> [Records to use]:
//! Lifecycle tests for the organisation hierarchy: add, terminate, and
//! move, including the uniqueness and activity invariants the store itself
//! does not enforce.

use orgchart_rs::batch::MoveDepartmentRecord;
use orgchart_rs::batch::MoveMinisterRecord;
use orgchart_rs::model::EntityPatch;
use orgchart_rs::{
    EnginePolicy, EntityStore, Error, MinorKind, RelationName, Relationship, Resolver,
};

mod support;
use support::{
    active_edges, add_department, add_minister, appoint_president, day, edges, seeded_engine,
    seeded_engine_with_policy, terminate_record, tx, PRESIDENT,
};

#[test]
fn test_add_then_terminate_minister_leaves_single_terminated_edge() {
    let (mut engine, mut counters) = seeded_engine();
    let minister_id = add_minister(
        &mut engine,
        &mut counters,
        "2153-12_tr_1",
        "Minister of Defence",
        "2019-12-10",
    );

    let president_id = Resolver::new(engine.store())
        .resolve_president(PRESIDENT, day("2019-12-10"))
        .expect("president")
        .id;

    engine
        .terminate_org(&terminate_record(
            "2403-01_tr_1",
            PRESIDENT,
            MinorKind::Citizen,
            "Minister of Defence",
            MinorKind::Minister,
            RelationName::AsMinister,
            "2024-01-01",
        ))
        .expect("terminate minister");

    let minister_edges: Vec<Relationship> =
        edges(&engine, &president_id, RelationName::AsMinister)
            .into_iter()
            .filter(|edge| edge.related_entity_id == minister_id)
            .collect();
    assert_eq!(minister_edges.len(), 1);
    assert_eq!(
        minister_edges[0].end_time.map(|ts| ts.to_rfc3339()),
        Some("2024-01-01T00:00:00Z".to_string())
    );
    assert_eq!(
        minister_edges[0].start_time.to_rfc3339(),
        "2019-12-10T00:00:00Z"
    );
}

#[test]
fn test_department_name_is_globally_unique() {
    let (mut engine, mut counters) = seeded_engine();
    add_minister(
        &mut engine,
        &mut counters,
        "2153-12_tr_1",
        "Minister of Defence",
        "2019-12-10",
    );
    add_minister(
        &mut engine,
        &mut counters,
        "2153-12_tr_2",
        "Minister of Finance",
        "2019-12-10",
    );
    add_department(
        &mut engine,
        &mut counters,
        "2153-12_tr_3",
        "Minister of Defence",
        "Sri Lankan Army",
        "2019-12-10",
    );

    // same name under a different minister must be rejected
    let duplicate = engine.add_org(
        &orgchart_rs::batch::AddRecord {
            id: tx("2153-12_tr_4"),
            parent: "Minister of Finance".to_string(),
            parent_kind: MinorKind::Minister,
            child: "Sri Lankan Army".to_string(),
            child_kind: MinorKind::Department,
            rel: RelationName::AsDepartment,
            date: day("2020-01-01"),
            president: Some(PRESIDENT.to_string()),
        },
        &mut counters,
    );
    assert!(matches!(duplicate, Err(Error::Invariant(_))));
}

#[test]
fn test_terminate_without_active_relationship_fails() {
    let (mut engine, mut counters) = seeded_engine();
    add_minister(
        &mut engine,
        &mut counters,
        "2153-12_tr_1",
        "Minister of Defence",
        "2019-12-10",
    );

    let record = terminate_record(
        "2403-01_tr_1",
        PRESIDENT,
        MinorKind::Citizen,
        "Minister of Defence",
        MinorKind::Minister,
        RelationName::AsMinister,
        "2024-01-01",
    );
    engine.terminate_org(&record).expect("first termination");
    // the edge is gone from the active set; terminating again must fail and
    // the recorded end time must be untouched
    let second = engine.terminate_org(&terminate_record(
        "2403-01_tr_2",
        PRESIDENT,
        MinorKind::Citizen,
        "Minister of Defence",
        MinorKind::Minister,
        RelationName::AsMinister,
        "2025-06-01",
    ));
    assert!(second.is_err());

    let president_id = Resolver::new(engine.store())
        .resolve_president(PRESIDENT, day("2019-12-10"))
        .expect("president")
        .id;
    let minister_edges = edges(&engine, &president_id, RelationName::AsMinister);
    assert_eq!(
        minister_edges[0].end_time.map(|ts| ts.to_rfc3339()),
        Some("2024-01-01T00:00:00Z".to_string())
    );
}

#[test]
fn test_move_department_terminates_every_stale_active_edge() {
    let (mut engine, mut counters) = seeded_engine();
    let m1 = add_minister(
        &mut engine,
        &mut counters,
        "2153-12_tr_1",
        "Minister of Defence",
        "2019-12-10",
    );
    let m2 = add_minister(
        &mut engine,
        &mut counters,
        "2153-12_tr_2",
        "Minister of Finance",
        "2019-12-10",
    );
    let m3 = add_minister(
        &mut engine,
        &mut counters,
        "2153-12_tr_3",
        "Minister of Justice",
        "2019-12-10",
    );
    let department = add_department(
        &mut engine,
        &mut counters,
        "2153-12_tr_4",
        "Minister of Defence",
        "Sri Lankan Army",
        "2019-12-10",
    );

    // a stale second active assignment left behind by an earlier
    // inconsistent state, written directly against the store
    let stale = Relationship {
        id: format!("{}_{}_stale", m2, department),
        name: RelationName::AsDepartment,
        related_entity_id: department.clone(),
        start_time: day("2020-01-01"),
        end_time: None,
    };
    engine
        .store_mut()
        .update_entity(&m2, EntityPatch::create_relationship(stale))
        .expect("stale edge");

    engine
        .move_department(&MoveDepartmentRecord {
            id: tx("2403-05_tr_1"),
            department: "Sri Lankan Army".to_string(),
            old_minister: "Minister of Defence".to_string(),
            new_minister: "Minister of Justice".to_string(),
            old_president: Some(PRESIDENT.to_string()),
            new_president: PRESIDENT.to_string(),
            date: day("2021-06-01"),
        })
        .expect("move department");

    assert!(active_edges(&engine, &m1, RelationName::AsDepartment).is_empty());
    assert!(active_edges(&engine, &m2, RelationName::AsDepartment).is_empty());
    let new_assignment = active_edges(&engine, &m3, RelationName::AsDepartment);
    assert_eq!(new_assignment.len(), 1);
    assert_eq!(new_assignment[0].related_entity_id, department);
    assert_eq!(
        new_assignment[0].start_time.to_rfc3339(),
        "2021-06-01T00:00:00Z"
    );
}

#[test]
fn test_strict_policy_refuses_terminating_minister_with_departments() {
    let (mut engine, mut counters) = seeded_engine_with_policy(EnginePolicy {
        forbid_minister_termination_with_departments: true,
    });
    add_minister(
        &mut engine,
        &mut counters,
        "2153-12_tr_1",
        "Minister of Defence",
        "2019-12-10",
    );
    add_department(
        &mut engine,
        &mut counters,
        "2153-12_tr_2",
        "Minister of Defence",
        "Sri Lankan Army",
        "2019-12-10",
    );

    let result = engine.terminate_org(&terminate_record(
        "2403-01_tr_1",
        PRESIDENT,
        MinorKind::Citizen,
        "Minister of Defence",
        MinorKind::Minister,
        RelationName::AsMinister,
        "2024-01-01",
    ));
    assert!(matches!(result, Err(Error::Invariant(_))));
}

#[test]
fn test_relaxed_policy_allows_terminating_minister_with_departments() {
    let (mut engine, mut counters) = seeded_engine();
    add_minister(
        &mut engine,
        &mut counters,
        "2153-12_tr_1",
        "Minister of Defence",
        "2019-12-10",
    );
    add_department(
        &mut engine,
        &mut counters,
        "2153-12_tr_2",
        "Minister of Defence",
        "Sri Lankan Army",
        "2019-12-10",
    );

    engine
        .terminate_org(&terminate_record(
            "2403-01_tr_1",
            PRESIDENT,
            MinorKind::Citizen,
            "Minister of Defence",
            MinorKind::Minister,
            RelationName::AsMinister,
            "2024-01-01",
        ))
        .expect("relaxed termination");
}

#[test]
fn test_move_minister_between_presidents() {
    let (mut engine, mut counters) = seeded_engine();
    let minister = add_minister(
        &mut engine,
        &mut counters,
        "2153-12_tr_1",
        "Minister of Defence",
        "2019-12-10",
    );
    let new_president = appoint_president(
        &mut engine,
        &mut counters,
        "2403-10_tr_1",
        "Anura Kumara Dissanayake",
        "2024-09-23",
    );

    engine
        .move_minister(&MoveMinisterRecord {
            id: tx("2403-10_tr_2"),
            minister: "Minister of Defence".to_string(),
            old_president: PRESIDENT.to_string(),
            new_president: "Anura Kumara Dissanayake".to_string(),
            date: day("2024-09-25"),
        })
        .expect("move minister");

    let old_president = Resolver::new(engine.store())
        .resolve_president(PRESIDENT, day("2024-09-25"))
        .expect("old president")
        .id;
    let old_edges: Vec<Relationship> = edges(&engine, &old_president, RelationName::AsMinister)
        .into_iter()
        .filter(|edge| edge.related_entity_id == minister)
        .collect();
    assert!(old_edges.iter().all(|edge| !edge.is_active()));

    let new_edges = active_edges(&engine, &new_president, RelationName::AsMinister);
    assert_eq!(new_edges.len(), 1);
    assert_eq!(new_edges[0].related_entity_id, minister);
}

> [Exercise instructions]: Please give an exact copy of the entries above, from the line with "assert_eq!(new_assignment.len(), 1);" down to the line with "counters) = seeded_engine_with_policy(EnginePolicy", inclusive, and nothing else.

> [Result of this task]:
    assert_eq!(new_assignment.len(), 1);
    assert_eq!(new_assignment[0].related_entity_id, department);
    assert_eq!(
        new_assignment[0].start_time.to_rfc3339(),
        "2021-06-01T00:00:00Z"
    );
}

#[test]
fn test_strict_policy_refuses_terminating_minister_with_departments() {
    let (mut engine, mut counters) = seeded_engine_with_policy(EnginePolicy {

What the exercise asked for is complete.